Hassuneh M R, Nagarkatti P S, Nagarkatti M
Department of Biology, Virginia-Maryland Regional College of Veterinary Medicine, Blacksburg 24061, USA.
Blood. 1997 Jan 15;89(2):610-20.
In the current study, we investigated the role of interleukin-2 (IL-2) and IL-4 as autocrine growth factors responsible for autonomous growth of four murine tumor cell lines: LSA, a radiation leukemia virus-induced T-cell lymphoma; EL-4, a chemically triggered T-cell lymphoma; PE-3T, a T-cell line that underwent spontaneous transformation ex vivo; and P815, a mastocytoma. All tumor cell lines screened constitutively expressed IL-2 receptor (IL-2R) and IL-4R genes. However, only LSA and PE-3T cells expressed IL-2 and IL-4 genes constitutively, whereas EL-4 and P815 tumor cells expressed only IL-4 but not IL-2. Monoclonal antibodies (MoAbs) against IL-2, IL-4, or a combination of these, as well as MoAbs against IL-2R significantly inhibited the proliferation of LSA but not that of other tumor cell lines ex vivo. To exclude the possibility that, in other tumor cell lines, the autocrine growth factor may interact with its receptor within the cell, the ability of antisense phosphorothioate oligonucleotides to inhibit the growth of the tumor cells was tested. The antisense phosphorothioate oligonucleotides specific for IL-2, IL-4, IL-2R beta, or IL-2R gamma chains, added in culture, could markedly inhibit the growth of LSA but not that of the other tumor cell lines screened. Inasmuch as IL-2R beta and IL-2R gamma subunits also serve as a component of the receptors for IL-4, IL-7, IL-9, and IL-15, the above data suggested that such cytokine redundancy was not responsible for autonomous growth of the other tumor cell lines. Addition of exogenous IL-2 or IL-4 to the tumor cell cultures caused significant enhancement in the proliferation of PE-3T cells, whereas other cell lines were either not significantly affected or slightly inhibited from growing. Interestingly, the LSA tumor growth in nude mice was significantly inhibited after treatment of these mice with a combination of MoAbs against IL-2 and IL-4. Together, our studies show for the first time that IL-2 and IL-4 may serve as autocrine growth factors in the autonomous proliferation of tumor cells, particularly those that are retrovirally induced. Second, some tumor cell lines, despite expressing certain cytokines and their receptors constitutively, may not depend exclusively on such factors for autocrine growth.

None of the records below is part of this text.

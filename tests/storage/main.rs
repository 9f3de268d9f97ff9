//! Integration tests for Layer 1: Storage
//!
//! Tests for the global segment and the entity table.

mod entities;
mod globals;
//! Entity field layout.
//!
//! The program image decides how many cells each entity record has and
//! where each field lives. The engine itself only needs to know where a
//! handful of fields are: the ones it writes when running `STATE` or when
//! freeing a record.

#[cfg(feature = "serde")]
use serde::{Deserialize, Serialize};

/// Offsets of the entity fields the engine touches directly.
///
/// A field the program does not define is `None` and is simply skipped.
#[derive(Clone, Copy, Debug, Default, PartialEq, Eq)]
#[cfg_attr(feature = "serde", derive(Serialize, Deserialize))]
pub struct SystemFields {
    /// `.float frame` - animation frame.
    pub frame: Option<u16>,
    /// `.void() think` - scheduled function.
    pub think: Option<u16>,
    /// `.float nextthink` - when `think` runs.
    pub nextthink: Option<u16>,
    /// `.string model`.
    pub model: Option<u16>,
    /// `.float modelindex`.
    pub modelindex: Option<u16>,
    /// `.float solid`.
    pub solid: Option<u16>,
    /// `.float takedamage`.
    pub takedamage: Option<u16>,
    /// `.vector origin`.
    pub origin: Option<u16>,
    /// `.vector angles`.
    pub angles: Option<u16>,
    /// `.string classname`.
    pub classname: Option<u16>,
}

impl SystemFields {
    /// Field names the engine resolves, in declaration order.
    pub const NAMES: [&'static str; 10] = [
        "frame",
        "think",
        "nextthink",
        "model",
        "modelindex",
        "solid",
        "takedamage",
        "origin",
        "angles",
        "classname",
    ];

    /// Resolves every system field through a name lookup.
    pub fn resolve(mut lookup: impl FnMut(&str) -> Option<u16>) -> Self {
        Self {
            frame: lookup("frame"),
            think: lookup("think"),
            nextthink: lookup("nextthink"),
            model: lookup("model"),
            modelindex: lookup("modelindex"),
            solid: lookup("solid"),
            takedamage: lookup("takedamage"),
            origin: lookup("origin"),
            angles: lookup("angles"),
            classname: lookup("classname"),
        }
    }

    /// Scalar fields cleared when a record is freed.
    #[must_use]
    pub fn cleared_scalars(&self) -> impl Iterator<Item = u16> + use<> {
        [
            self.model,
            self.modelindex,
            self.solid,
            self.takedamage,
            self.frame,
        ]
        .into_iter()
        .flatten()
    }

    /// Vector fields cleared when a record is freed.
    #[must_use]
    pub fn cleared_vectors(&self) -> impl Iterator<Item = u16> + use<> {
        [self.origin, self.angles].into_iter().flatten()
    }
}

/// Shape of every entity record.
#[derive(Clone, Copy, Debug, Default, PartialEq, Eq)]
#[cfg_attr(feature = "serde", derive(Serialize, Deserialize))]
pub struct FieldLayout {
    /// Number of cells in each record.
    pub field_count: usize,
    /// Offsets of engine-known fields.
    pub system: SystemFields,
}

impl FieldLayout {
    /// Creates a layout with no engine-known fields.
    #[must_use]
    pub fn new(field_count: usize) -> Self {
        Self {
            field_count,
            system: SystemFields::default(),
        }
    }

    /// Sets the engine-known field offsets.
    #[must_use]
    pub fn with_system(mut self, system: SystemFields) -> Self {
        self.system = system;
        self
    }
}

在本研究中,我们调查了白细胞介素-2(IL-2)和IL-4作为自分泌生长因子在四种小鼠肿瘤细胞系自主生长中的作用,这四种细胞系分别为:LSA,一种辐射白血病病毒诱导的T细胞淋巴瘤;EL-4,一种化学诱导的T细胞淋巴瘤;PE-3T,一种在体外自发转化的T细胞系;以及P815,一种肥大细胞瘤。所有筛选的肿瘤细胞系均组成性表达IL-2受体(IL-2R)和IL-4R基因。然而,只有LSA和PE-3T细胞组成性表达IL-2和IL-4基因,而EL-4和P815肿瘤细胞只表达IL-4而不表达IL-2。抗IL-2、IL-4或它们的组合的单克隆抗体(MoAbs),以及抗IL-2R的MoAbs在体外显著抑制了LSA的增殖,但对其他肿瘤细胞系无此作用。为排除在其他肿瘤细胞系中自分泌生长因子可能在细胞内与其受体相互作用的可能性,测试了反义硫代磷酸酯寡核苷酸抑制肿瘤细胞生长的能力。在培养中添加针对IL-2、IL-4、IL-2Rβ或IL-2Rγ链的反义硫代磷酸酯寡核苷酸,可显著抑制LSA的生长,但对其他筛选的肿瘤细胞系无此作用。由于IL-2Rβ和IL-2Rγ亚基也是IL-4、IL-7、IL-9和IL-15受体的组成部分,上述数据表明这种细胞因子冗余并非其他肿瘤细胞系自主生长的原因。向肿瘤细胞培养物中添加外源性IL-2或IL-4可显著增强PE-3T细胞的增殖,而其他细胞系要么未受到显著影响,要么生长略有抑制。有趣的是,用抗IL-2和IL-4的MoAbs组合处理裸鼠后,LSA肿瘤在裸鼠中的生长受到显著抑制。总之,我们的研究首次表明,IL-2和IL-4可能作为自分泌生长因子参与肿瘤细胞的自主增殖,特别是那些逆转录病毒诱导的肿瘤细胞。其次,一些肿瘤细胞系尽管组成性表达某些细胞因子及其受体,但可能并非完全依赖这些因子进行自分泌生长。